Abstract 10986: SGK1 Inhibition Attenuated the Action Potential Duration In-Patient and Genotype-Specific Re-Engineered Heart Cells With Congenital Long QT Syndrome

Abstract

Background: Long QT syndrome (LQTS) often stems from pathogenic variants in KCNQ1 (LQT1), KCNH2 (LQT2), or SCN5A (LQT3) and is characterized cellularly by prolongation of the cardiac action potential duration (APD). We have shown that inhibition of serum and glucocorticoid regulated kinase-1 (SGK1) reduces I NaL and is proposed as a novel therapeutic strategy for LQT3. Objective: To test the efficacy of a potent and selective SGK1 inhibitor (SGK1-I) in human cardiomyocyte models of LQT1, LQT2, and LQT3. Methods: Induced pluripotent stem cell derived cardiomyocytes (iPSC-CMs) were generated from patients with either LQT1, LQT2, or LQT3. The mexiletine (MEX)-sensitive SCN5A-P1332L iPSC-CMs were tested initially.
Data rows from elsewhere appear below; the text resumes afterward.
use serde::Deserialize;
use std::path::{Path, PathBuf};
use std::time::Duration;
use thiserror::Error;

/// File looked up in the working directory by [`FuzzerConfig::discover`].
pub const CONFIG_FILE_NAME: &str = "satfuzz.toml";

#[derive(Error, Debug)]
pub enum ConfigError {
    #[error("Failed to read config file at {path:?}: {source}")]
    Read {
        path: PathBuf,
        #[source]
        source: std::io::Error,
    },
    #[error("Failed to parse TOML from config file {path:?}: {source}")]
    Parse {
        path: PathBuf,
        #[source]
        source: toml::de::Error,
    },
    #[error("Invalid value for {field}: {reason}")]
    Invalid { field: &'static str, reason: String },
}

#[derive(Deserialize, Debug, Clone, PartialEq)]
#[serde(rename_all = "kebab-case")]
#[serde(deny_unknown_fields)]
pub struct TimeoutSettings {
    #[serde(default = "default_generation_timeout_ms")]
    pub generation_ms: u64,
    #[serde(default = "default_mutation_timeout_ms")]
    pub mutation_ms: u64,
    #[serde(default = "default_provided_input_timeout_ms")]
    pub provided_input_ms: u64,
    /// Pause between a solver run and reading its coverage counters.
    #[serde(default = "default_pre_coverage_delay_ms")]
    pub pre_coverage_delay_ms: u64,
}

fn default_generation_timeout_ms() -> u64 {
    10_000
}
fn default_mutation_timeout_ms() -> u64 {
    40_000
}
fn default_provided_input_timeout_ms() -> u64 {
    60_000
}
fn default_pre_coverage_delay_ms() -> u64 {
    250
}

impl Default for TimeoutSettings {
    fn default() -> Self {
        Self {
            generation_ms: default_generation_timeout_ms(),
            mutation_ms: default_mutation_timeout_ms(),
            provided_input_ms: default_provided_input_timeout_ms(),
            pre_coverage_delay_ms: default_pre_coverage_delay_ms(),
        }
    }
}

impl TimeoutSettings {
    pub fn generation(&self) -> Duration {
        Duration::from_millis(self.generation_ms)
    }
    pub fn mutation(&self) -> Duration {
        Duration::from_millis(self.mutation_ms)
    }
    pub fn provided_input(&self) -> Duration {
        Duration::from_millis(self.provided_input_ms)
    }
    pub fn pre_coverage_delay(&self) -> Duration {
        Duration::from_millis(self.pre_coverage_delay_ms)
    }
}

#[derive(Deserialize, Debug, Clone, PartialEq, Eq, Default)]
#[serde(rename_all = "kebab-case")]
pub enum CoverageType {
    #[default]
    Gcov,
    None,
}

#[derive(Deserialize, Debug, Clone, PartialEq)]
#[serde(rename_all = "kebab-case")]
#[serde(deny_unknown_fields)]
pub struct CoverageSettings {
    #[serde(default)]
    pub coverage_type: CoverageType,
    #[serde(default = "default_gcov_binary")]
    pub gcov_binary: String,
    /// Delete `.gcda` counters after each measurement so every value covers
    /// a single run.
    #[serde(default = "default_reset_counters")]
    pub reset_counters: bool,
}

fn default_gcov_binary() -> String {
    "gcov".to_string()
}
fn default_reset_counters() -> bool {
    true
}

impl Default for CoverageSettings {
    fn default() -> Self {
        Self {
            coverage_type: CoverageType::default(),
            gcov_binary: default_gcov_binary(),
            reset_counters: default_reset_counters(),
        }
    }
}

#[derive(Deserialize, Debug, Clone, PartialEq)]
#[serde(rename_all = "kebab-case")]
#[serde(deny_unknown_fields)]
pub struct FuzzerConfig {
    #[serde(default = "default_output_dir")]
    pub output_dir: PathBuf,
    /// Script inside the SUT source directory that runs the solver on one file.
    #[serde(default = "default_solver_script")]
    pub solver_script: String,
    #[serde(default = "default_max_saved_tests")]
    pub max_saved_tests: usize,
    #[serde(default = "default_generation_probability")]
    pub generation_probability: f64,
    #[serde(default = "default_seed")]
    pub default_seed: u64,
    /// Stop after this many iterations instead of running until cancelled.
    #[serde(default)]
    pub max_iterations: Option<u64>,
    /// Fill the output directory with generated placeholders until real
    /// crashes replace them.
    #[serde(default = "default_placeholder_files")]
    pub placeholder_files: bool,
    #[serde(default)]
    pub timeouts: TimeoutSettings,
    #[serde(default)]
    pub coverage: CoverageSettings,
}

pub fn default_output_dir() -> PathBuf {
    PathBuf::from("fuzzed-tests")
}
fn default_solver_script() -> String {
    "runsat.sh".to_string()
}
pub fn default_max_saved_tests() -> usize {
    20
}
fn default_generation_probability() -> f64 {
    0.35
}
pub fn default_seed() -> u64 {
    42
}
fn default_placeholder_files() -> bool {
    true
}

impl Default for FuzzerConfig {
    fn default() -> Self {
        Self {
            output_dir: default_output_dir(),
            solver_script: default_solver_script(),
            max_saved_tests: default_max_saved_tests(),
            generation_probability: default_generation_probability(),
            default_seed: default_seed(),
            max_iterations: None,
            placeholder_files: default_placeholder_files(),
            timeouts: TimeoutSettings::default(),
            coverage: CoverageSettings::default(),
        }
    }
}

impl FuzzerConfig {
    pub fn load_from_file(path: &Path) -> Result<Self, ConfigError> {
        let content = std::fs::read_to_string(path).map_err(|source| ConfigError::Read {
            path: path.to_path_buf(),
            source,
        })?;

        let config: FuzzerConfig = toml::from_str(&content).map_err(|source| ConfigError::Parse {
            path: path.to_path_buf(),
            source,
        })?;

        config.validate()?;
        Ok(config)
    }

    /// Loads `satfuzz.toml` from `dir` if it exists, built-in defaults otherwise.
    pub fn discover(dir: &Path) -> Result<Self, ConfigError> {
        let candidate = dir.join(CONFIG_FILE_NAME);
        if candidate.is_file() {
            log::info!("loading engine configuration from {candidate:?}");
            Self::load_from_file(&candidate)
        } else {
            log::debug!("no {CONFIG_FILE_NAME} in {dir:?}, using built-in defaults");
            Ok(Self::default())
        }
    }

    pub fn validate(&self) -> Result<(), ConfigError> {
        if !(0.0..=1.0).contains(&self.generation_probability) {
            return Err(ConfigError::Invalid {
                field: "generation-probability",
                reason: format!("{} is not within [0, 1]", self.generation_probability),
            });
        }
        if self.solver_script.trim().is_empty() {
            return Err(ConfigError::Invalid {
                field: "solver-script",
                reason: "must not be empty".to_string(),
            });
        }
        Ok(())
    }
}
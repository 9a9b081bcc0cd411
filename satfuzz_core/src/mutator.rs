use crate::error::FuzzError;
use crate::generator::random_clause_len;
use crate::input::CnfFile;
use rand::Rng;
use rand::distr::Distribution;
use rand::distr::weighted::WeightedIndex;

/// Probability that a mutator leaves the header's clause count untouched
/// even though it changed the number of lines.
const KEEP_STALE_HEADER_PROBABILITY: f64 = 0.15;
/// Upper bound (exclusive) for variables invented by the mutators.
const MAX_INVENTED_VAR: i64 = 1000;
/// Tolerance used when checking that strategy weights sum to one.
const WEIGHT_EPSILON: f64 = 1e-9;

/// A `Mutator` derives a new test case from an existing CNF file.
///
/// Mutators are the engine's second source of inputs next to the
/// generators: they take a crashing case off the work queue and perturb it,
/// hoping to reach the same bug with more coverage or a different bug
/// nearby.
///
/// # Type Parameters
/// * `R`: The type of random number generator used for mutation decisions.
pub trait Mutator<R: Rng + ?Sized>: Send {
    fn name(&self) -> &'static str;

    /// Produces the bytes of the mutated file, header included.
    fn mutate(&self, file: &CnfFile, rng: &mut R) -> Vec<u8>;
}

/// Rewrites the clause count of a `p cnf <atoms> <clauses>` header.
///
/// Occasionally the stale header is kept on purpose, and headers that do not
/// have four tokens are returned unchanged.
pub fn change_number_of_clauses<R: Rng + ?Sized>(header: &str, clauses: usize, rng: &mut R) -> String {
    if rng.random_bool(KEEP_STALE_HEADER_PROBABILITY) {
        return header.to_string();
    }
    let headings: Vec<&str> = header.split_whitespace().collect();
    if headings.len() != 4 {
        return header.to_string();
    }
    format!("{} {} {} {}", headings[0], headings[1], headings[2], clauses)
}

fn join_lines(header: String, body: Vec<String>) -> Vec<u8> {
    let mut out = Vec::with_capacity(body.len() + 1);
    out.push(header);
    out.extend(body);
    out.join("\n").into_bytes()
}

fn strip_terminator(line: &str) -> &str {
    line.trim_end_matches('0').trim_end()
}

/// Merges randomly chosen neighbouring lines into one.
///
/// The first line of a merged pair usually loses its `0` terminator, the
/// second one rarely does, so merges mostly produce one long valid clause
/// and sometimes a clause with a terminator in the middle.
#[derive(Debug, Default, Clone, Copy)]
pub struct LineMergerMutator;

impl<R: Rng + ?Sized> Mutator<R> for LineMergerMutator {
    fn name(&self) -> &'static str {
        "line-merger"
    }

    fn mutate(&self, file: &CnfFile, rng: &mut R) -> Vec<u8> {
        let delete_first_zero = rng.random_bool(0.9);
        let delete_second_zero = rng.random_bool(0.1);

        let lines = &file.lines;
        let mut out = Vec::with_capacity(lines.len());
        let mut i = 0;
        while i < lines.len() {
            if i + 1 < lines.len() && rng.random_bool(0.10) {
                let fst = if delete_first_zero {
                    strip_terminator(&lines[i])
                } else {
                    lines[i].as_str()
                };
                let snd = if delete_second_zero {
                    strip_terminator(&lines[i + 1])
                } else {
                    lines[i + 1].as_str()
                };
                out.push(format!("{fst} {snd}"));
                i += 2;
            } else {
                out.push(lines[i].clone());
                i += 1;
            }
        }

        let header = change_number_of_clauses(&file.header, out.len(), rng);
        join_lines(header, out)
    }
}

/// Either drops about a quarter of the lines or inserts a fresh random
/// clause after about a quarter of them; which of the two is decided once
/// per file.
#[derive(Debug, Default, Clone, Copy)]
pub struct LineRemoverMutator;

impl LineRemoverMutator {
    fn generate_new_line<R: Rng + ?Sized>(file: &CnfFile, rng: &mut R) -> String {
        let num_vars = match file.declared_atoms {
            Some(atoms) if atoms > 0 && rng.random_bool(0.5) => atoms,
            _ => rng.random_range(1..MAX_INVENTED_VAR),
        };
        (0..random_clause_len(rng))
            .map(|_| rng.random_range(-num_vars..=num_vars).to_string())
            .collect::<Vec<_>>()
            .join(" ")
    }
}

impl<R: Rng + ?Sized> Mutator<R> for LineRemoverMutator {
    fn name(&self) -> &'static str {
        "line-remover"
    }

    fn mutate(&self, file: &CnfFile, rng: &mut R) -> Vec<u8> {
        let remove = rng.random_bool(0.5);
        let mut out = Vec::with_capacity(file.lines.len());
        for line in &file.lines {
            if !rng.random_bool(0.25) {
                out.push(line.clone());
                continue;
            }
            if !remove {
                out.push(line.clone());
                out.push(Self::generate_new_line(file, rng));
            }
        }

        let header = change_number_of_clauses(&file.header, out.len(), rng);
        join_lines(header, out)
    }
}

/// Rewrites literals inside about a quarter of the clauses: flips signs,
/// and either removes literals or inserts new ones (decided once per file).
#[derive(Debug, Default, Clone, Copy)]
pub struct AtomChangerMutator;

impl AtomChangerMutator {
    fn flip_sign(atom: &str) -> String {
        match atom.strip_prefix('-') {
            Some(positive) => positive.to_string(),
            None => format!("-{atom}"),
        }
    }

    fn new_atom<R: Rng + ?Sized>(rng: &mut R) -> String {
        let var = rng.random_range(1..MAX_INVENTED_VAR);
        if rng.random_bool(0.5) {
            format!("-{var}")
        } else {
            var.to_string()
        }
    }
}

impl<R: Rng + ?Sized> Mutator<R> for AtomChangerMutator {
    fn name(&self) -> &'static str {
        "atom-changer"
    }

    fn mutate(&self, file: &CnfFile, rng: &mut R) -> Vec<u8> {
        let remove = rng.random_bool(0.5);
        let mut out = Vec::with_capacity(file.lines.len());
        for line in &file.lines {
            if !rng.random_bool(0.25) {
                out.push(line.clone());
                continue;
            }
            let atoms: Vec<&str> = line.split(' ').collect();
            let mut new_line: Vec<String> = Vec::with_capacity(atoms.len() + 1);
            // The last token is the terminator and is re-appended below.
            for atom in &atoms[..atoms.len() - 1] {
                if atom.is_empty() {
                    continue;
                }
                let roll: f64 = rng.random();
                if roll < 0.25 {
                    new_line.push(Self::flip_sign(atom));
                } else if roll < 0.5 {
                    if !remove {
                        new_line.push(atom.to_string());
                        new_line.push(Self::new_atom(rng));
                    }
                } else {
                    new_line.push(atom.to_string());
                }
            }
            new_line.push("0".to_string());
            out.push(new_line.join(" "));
        }
        join_lines(file.header.clone(), out)
    }
}

/// Replaces about a quarter of the body's bytes with random bytes. The
/// header is left intact so the solver gets past its first check.
#[derive(Debug, Default, Clone, Copy)]
pub struct ByteMutator;

impl<R: Rng + ?Sized> Mutator<R> for ByteMutator {
    fn name(&self) -> &'static str {
        "byte"
    }

    fn mutate(&self, file: &CnfFile, rng: &mut R) -> Vec<u8> {
        let body = file.lines.join("\n");
        let mut out = Vec::with_capacity(file.header.len() + 1 + body.len());
        out.extend_from_slice(file.header.as_bytes());
        out.push(b'\n');
        for byte in body.bytes() {
            if rng.random_bool(0.25) {
                out.push(rng.random());
            } else {
                out.push(byte);
            }
        }
        out
    }
}

/// Picks one of several mutators per file according to fixed weights.
pub struct WeightedMutator<R: Rng + ?Sized> {
    strategies: Vec<Box<dyn Mutator<R>>>,
    index: WeightedIndex<f64>,
}

impl<R: Rng + ?Sized> WeightedMutator<R> {
    /// Fails with [`FuzzError::InvalidWeights`] unless the weights are
    /// non-negative and sum to one.
    pub fn new(weighted: Vec<(Box<dyn Mutator<R>>, f64)>) -> Result<Self, FuzzError> {
        let total: f64 = weighted.iter().map(|(_, w)| w).sum();
        if (total - 1.0).abs() > WEIGHT_EPSILON {
            return Err(FuzzError::InvalidWeights(format!(
                "mutator weights sum to {total}, expected 1"
            )));
        }
        let index = WeightedIndex::new(weighted.iter().map(|(_, w)| *w))
            .map_err(|e| FuzzError::InvalidWeights(format!("mutator weights: {e}")))?;
        Ok(Self {
            strategies: weighted.into_iter().map(|(s, _)| s).collect(),
            index,
        })
    }

    /// Returns the name of the chosen strategy together with the mutated bytes.
    pub fn mutate(&self, file: &CnfFile, rng: &mut R) -> (&'static str, Vec<u8>) {
        let strategy = &self.strategies[self.index.sample(rng)];
        (strategy.name(), strategy.mutate(file, rng))
    }
}

impl<R: Rng + 'static> WeightedMutator<R> {
    /// Line merger 0.2, line remover 0.2, atom changer 0.4, byte mutator 0.2.
    pub fn standard() -> Result<Self, FuzzError> {
        Self::new(vec![
            (Box::new(LineMergerMutator) as Box<dyn Mutator<R>>, 0.2),
            (Box::new(LineRemoverMutator), 0.2),
            (Box::new(AtomChangerMutator), 0.4),
            (Box::new(ByteMutator), 0.2),
        ])
    }
}

#[cfg(test)]
mod tests {
    use super::*;
    use rand_chacha::ChaCha8Rng;
    use rand_core::SeedableRng;

    fn sample_file(clauses: usize) -> CnfFile {
        let mut text = format!("p cnf 50 {clauses}");
        for i in 0..clauses {
            let v = (i % 50) as i64 + 1;
            text.push_str(&format!("\n{} -{} {} 0", v, (v % 50) + 1, ((v + 7) % 50) + 1));
        }
        CnfFile::parse(text.as_bytes()).unwrap()
    }

    fn parse(bytes: &[u8]) -> CnfFile {
        CnfFile::parse(bytes).expect("mutated file should keep a header and body")
    }

    #[test]
    fn header_rewrite_sets_clause_count_or_keeps_header() {
        let mut rng = ChaCha8Rng::seed_from_u64(1);
        let mut rewritten = 0;
        for _ in 0..200 {
            let header = change_number_of_clauses("p cnf 10 20", 7, &mut rng);
            if header == "p cnf 10 7" {
                rewritten += 1;
            } else {
                assert_eq!(header, "p cnf 10 20");
            }
        }
        assert!(rewritten > 140, "header rewritten only {rewritten} times");

        assert_eq!(
            change_number_of_clauses("p cnf 10", 7, &mut rng),
            "p cnf 10".to_string()
        );
    }

    #[test]
    fn line_merger_never_grows_the_file() {
        let file = sample_file(200);
        let mut rng = ChaCha8Rng::seed_from_u64(2);
        let mutated = parse(&LineMergerMutator.mutate(&file, &mut rng));
        assert!(mutated.actual_clauses < 200);
        assert!(mutated.actual_clauses >= 100);
        if let Some(declared) = mutated.declared_clauses {
            assert!(declared == 200 || declared == mutated.actual_clauses as i64);
        }
    }

    #[test]
    fn line_remover_either_shrinks_or_grows() {
        let file = sample_file(200);
        for seed in 0..10 {
            let mut rng = ChaCha8Rng::seed_from_u64(seed);
            let mutated = parse(&LineRemoverMutator.mutate(&file, &mut rng));
            assert_ne!(mutated.actual_clauses, 200, "seed {seed} changed nothing");
            assert!(mutated.lines.iter().all(|l| l.len() < 64));
        }
    }

    #[test]
    fn atom_changer_keeps_header_and_line_count() {
        let file = sample_file(100);
        let mut rng = ChaCha8Rng::seed_from_u64(3);
        let mutated = parse(&AtomChangerMutator.mutate(&file, &mut rng));
        assert_eq!(mutated.header, file.header);
        assert_eq!(mutated.actual_clauses, 100);
        assert!(mutated.lines.iter().all(|l| l.ends_with('0')));
        assert_ne!(mutated.lines, file.lines);
    }

    #[test]
    fn flip_sign_round_trips() {
        assert_eq!(AtomChangerMutator::flip_sign("5"), "-5");
        assert_eq!(AtomChangerMutator::flip_sign("-5"), "5");
    }

    #[test]
    fn byte_mutator_preserves_header_and_length() {
        let file = sample_file(50);
        let mut rng = ChaCha8Rng::seed_from_u64(4);
        let mutated = ByteMutator.mutate(&file, &mut rng);
        let original = join_lines(file.header.clone(), file.lines.clone());
        assert_eq!(mutated.len(), original.len());
        assert!(mutated.starts_with(b"p cnf 50 50\n"));
        assert_ne!(mutated, original);
    }

    #[test]
    fn weighted_mutator_rejects_bad_weights() {
        let result = WeightedMutator::<ChaCha8Rng>::new(vec![(
            Box::new(ByteMutator) as Box<dyn Mutator<ChaCha8Rng>>,
            0.4,
        )]);
        assert!(matches!(result, Err(FuzzError::InvalidWeights(_))));
    }

    #[test]
    fn weighted_mutator_uses_every_strategy() {
        let mutator = WeightedMutator::<ChaCha8Rng>::standard().unwrap();
        let file = sample_file(20);
        let mut rng = ChaCha8Rng::seed_from_u64(5);
        let mut seen = std::collections::HashSet::new();
        for _ in 0..200 {
            let (name, bytes) = mutator.mutate(&file, &mut rng);
            assert!(!bytes.is_empty());
            seen.insert(name);
        }
        assert_eq!(seen.len(), 4, "strategies seen: {seen:?}");
    }
}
A CRISPR/Cas9 P1332L variant-corrected isogenic control (IC) was used as a control. The SGK1-I’s therapeutic efficacy was compared to MEX and to a commercially available SGK1 inhibitor (EMD638683). The novel SGK-I was then tested for APD shortening in SCN5A-R1623Q, KCNH2-G604S and KCNQ1-V254M iPSC-CMs. The APD90 values were recorded 4 hours after treatment using FluoVolt. Results: The APD90 was significantly prolonged in SCN5A-P1332L iPSC-CMs compared to its IC (646 ± 7 ms vs 482 ± 23 ms, p<0.0001). MEX shortened the average APD90 to 560 ± 7 ms (52% attenuation). Interestingly, SGK1-I significantly shortened the APD to 518 ± 5 ms (78% attenuation) but did not further shorten the APD in the IC. SGK1-I also shortened the APD90 of the SCN5A-R1623Q iPSC-CMs from 753 ± 8 ms to 475 ± 19 ms compared to 558 ± 19 ms with MEX. The SGK1-I shortened the APD90 in KCNH2-G604S (666 ± 10ms to 574 ± 18ms for SGK1-I versus 538 ± 15 ms after MEX). EMD had limited APD shortening effects in SCN5A and KCNH2 iPSC-CMs. Interestingly, while neither MEX nor EMD reduced the APD90 in the KCNQ1-V254M iPSC-CMs, the novel SGK1-I reduced the APD90 from 544 ± 10 ms to 475 ± 11ms (p=0.0004). Conclusions: Therapeutically inhibiting SGK1 effectively shortens the cardiomyocyte APD in human heart cell models of the 3 major LQTS genotypes. The novel SGK1-I normalized the pathological APD prolongation almost fully (> 70%) in the patient-derived SCN5A-P1332L iPSC-CM model. These pre-clinical data support further development of SGK1-I as a novel, first-in-class therapy for patients with congenital LQTS.